PROBLEM.
Look through the data below and extract, unchanged, the lines from the one that contains "a stopped receiver." to the one that contains "pub fn config(&self)", both included.

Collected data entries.
//! OSC over UDP.

use std::net::SocketAddr;
use std::sync::Arc;

use async_trait::async_trait;
use tactile_core::{TransportKind, TransportState};
use tokio::net::UdpSocket;
use tokio_util::sync::CancellationToken;
use tracing::{debug, warn};

use crate::config::ReceiverConfig;
use crate::errors::TransportError;
use crate::lifecycle::Lifecycle;
use crate::osc;
use crate::sink::EventSink;
use crate::transport::{StatusObserver, TransportServer};

/// Largest datagram read; OSC packets over UDP are far smaller.
const MAX_DATAGRAM: usize = 64 * 1024;

/// Connectionless receiver: one OSC packet per datagram.
pub struct OscReceiver {
    config: ReceiverConfig,
    lifecycle: Arc<Lifecycle>,
}

impl OscReceiver {
    /// Create a stopped receiver.
    pub fn new(config: ReceiverConfig) -> Self {
        Self {
            config,
            lifecycle: Arc::new(Lifecycle::new(TransportKind::Osc)),
        }
    }

    /// Configured bind address.
    pub fn config(&self) -> &ReceiverConfig {
        &self.config
    }
}

#[async_trait]
impl TransportServer for OscReceiver {
    fn kind(&self) -> TransportKind {
        TransportKind::Osc
    }

    fn state(&self) -> TransportState {
        self.lifecycle.state()
    }

    fn local_addr(&self) -> Option<SocketAddr> {
        self.lifecycle.local_addr()
    }

    fn decode_errors(&self) -> u64 {
        self.lifecycle.decode_errors()
    }

    fn on_event(&self, sink: Arc<dyn EventSink>) {
        self.lifecycle.set_sink(sink);
    }

    fn on_status_change(&self, observer: StatusObserver) {
        self.lifecycle.add_observer(observer);
    }

    async fn start(&self) -> Result<SocketAddr, TransportError> {
        let token = self.lifecycle.begin_start()?;
        let bind_addr = self.config.bind_addr.as_str();

        let bound = tokio::select! {
            () = token.cancelled() => None,
            res = UdpSocket::bind(bind_addr) => Some(res),
        };
        let socket = match bound {
            Some(Ok(socket)) => socket,
            Some(Err(source)) => {
                self.lifecycle.fail_start();
                return Err(TransportError::Bind {
                    addr: bind_addr.to_string(),
                    source,
                });
            }
            None => {
                self.lifecycle.fail_start();
                return Err(TransportError::Cancelled);
            }
        };
        let addr = match socket.local_addr() {
            Ok(addr) => addr,
            Err(e) => {
                self.lifecycle.fail_start();
                return Err(e.into());
            }
        };

        let lifecycle = Arc::clone(&self.lifecycle);
        self.lifecycle.activate(addr, move |token| {
            tokio::spawn(receive_loop(socket, lifecycle, token))
        })
    }

    async fn shutdown(&self) {
        self.lifecycle.shutdown().await;
    }
}

async fn receive_loop(socket: UdpSocket, lifecycle: Arc<Lifecycle>, token: CancellationToken) {
    let mut buf = vec![0u8; MAX_DATAGRAM];
    loop {
        let (len, peer) = tokio::select! {
            () = token.cancelled() => break,
            res = socket.recv_from(&mut buf) => match res {
                Ok(received) => received,
                Err(e) => {
                    // e.g. ICMP port unreachable surfaced on some platforms
                    warn!(error = %e, "udp receive failed");
                    continue;
                }
            },
        };

        match osc::decode_packet(&buf[..len]) {
            Ok(events) => {
                for event in events {
                    lifecycle.deliver(event).await;
                }
            }
            Err(e) => lifecycle.record_decode_error(&e, Some(peer)),
        }
    }
    debug!("osc receiver loop exited");
}
//! Dispatch against the simulated backend.

use std::sync::Arc;
use std::time::Duration;

use tactile_bridge::{AddressMap, Dispatcher};
use tactile_core::{DeviceInfo, InboundEvent};
use tactile_devices::{BackendCall, DeviceError, DeviceRegistry, SimulatedBackend};
use tactile_logging::capture_logs;
use tracing::Level;

async fn setup(map: AddressMap) -> (Arc<SimulatedBackend>, Dispatcher) {
    let backend = Arc::new(SimulatedBackend::new(vec![
        DeviceInfo::new(0, "LHR-1", "Tracker"),
        DeviceInfo::new(1, "LHR-2", "Tracker"),
        DeviceInfo::new(2, "LHR-3", "Tracker"),
    ]));
    let registry = Arc::new(DeviceRegistry::new(
        backend.clone(),
        Duration::from_millis(100),
    ));
    let _ = registry.list_devices().await.unwrap();
    (backend, Dispatcher::new(registry, map))
}

#[tokio::test]
async fn shared_address_drives_every_device() {
    let map = AddressMap::new()
        .with_mapping("LHR-1", "/chest", 1.0)
        .with_mapping("LHR-2", "/chest", 0.5)
        .with_mapping("LHR-3", "/back", 1.0);
    let (backend, dispatcher) = setup(map).await;

    let report = dispatcher.dispatch(&InboundEvent::new("/chest", 0.8)).await;

    assert_eq!(report.resolved, 2);
    assert_eq!(report.delivered.len(), 2);
    assert!(report.missing.is_empty());
    assert!(report.failed.is_empty());
    assert_eq!(backend.intensities_for("LHR-1"), vec![0.8]);
    assert_eq!(backend.intensities_for("LHR-2"), vec![0.4]);
    assert!(backend.intensities_for("LHR-3").is_empty());
}

#[tokio::test]
async fn unmapped_address_touches_nothing() {
    let map = AddressMap::new().with_mapping("LHR-1", "/chest", 1.0);
    let (backend, dispatcher) = setup(map).await;

    let report = dispatcher.dispatch(&InboundEvent::new("/elsewhere", 1.0)).await;

    assert!(report.is_unmapped());
    assert!(report.delivered.is_empty());
    assert!(backend.calls().is_empty());
}

#[tokio::test]
async fn missing_device_does_not_block_others() {
    let (logs, _guard) = capture_logs();
    let map = AddressMap::new()
        .with_mapping("LHR-1", "/chest", 1.0)
        .with_mapping("GONE", "/chest", 1.0);
    let (backend, dispatcher) = setup(map).await;

    let report = dispatcher.dispatch(&InboundEvent::new("/chest", 0.3)).await;

    assert_eq!(report.resolved, 2);
    assert_eq!(report.missing, vec!["GONE".to_string()]);
    assert_eq!(report.delivered.len(), 1);
    assert_eq!(
        backend.calls(),
        vec![BackendCall::SetIntensity {
            serial: "LHR-1".into(),
            intensity: 0.3
        }]
    );
    let warnings = logs.matching(Level::WARN, "mapped device not connected");
    assert_eq!(warnings.len(), 1);
    assert_eq!(warnings[0].field("serial"), Some("GONE"));
}

#[tokio::test]
async fn failing_device_is_reported() {
    let map = AddressMap::new()
        .with_mapping("LHR-1", "/chest", 1.0)
        .with_mapping("LHR-2", "/chest", 1.0);
    let (backend, dispatcher) = setup(map).await;
    backend.fail_with("LHR-2", DeviceError::Backend("usb stall".into()));

    let report = dispatcher.dispatch(&InboundEvent::new("/chest", 0.5)).await;

    assert_eq!(report.delivered, vec![("LHR-1".to_string(), 0.5)]);
    assert_eq!(report.failed.len(), 1);
    assert_eq!(report.failed[0].0, "LHR-2");
}

#[tokio::test]
async fn slow_device_does_not_delay_others_past_timeout() {
    let map = AddressMap::new()
        .with_mapping("LHR-1", "/chest", 1.0)
        .with_mapping("LHR-2", "/chest", 1.0);
    let (backend, dispatcher) = setup(map).await;
    backend.set_latency("LHR-2", Duration::from_secs(5));

    let started = tokio::time::Instant::now();
    let report = dispatcher.dispatch(&InboundEvent::new("/chest", 0.5)).await;

    assert!(started.elapsed() < Duration::from_secs(2));
    assert_eq!(report.delivered.len(), 1);
    assert_eq!(report.failed.len(), 1);
}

YOUR RESPONSE.
    /// Create a stopped receiver.
    pub fn new(config: ReceiverConfig) -> Self {
        Self {
            config,
            lifecycle: Arc::new(Lifecycle::new(TransportKind::Osc)),
        }
    }

    /// Configured bind address.
    pub fn config(&self) -> &ReceiverConfig {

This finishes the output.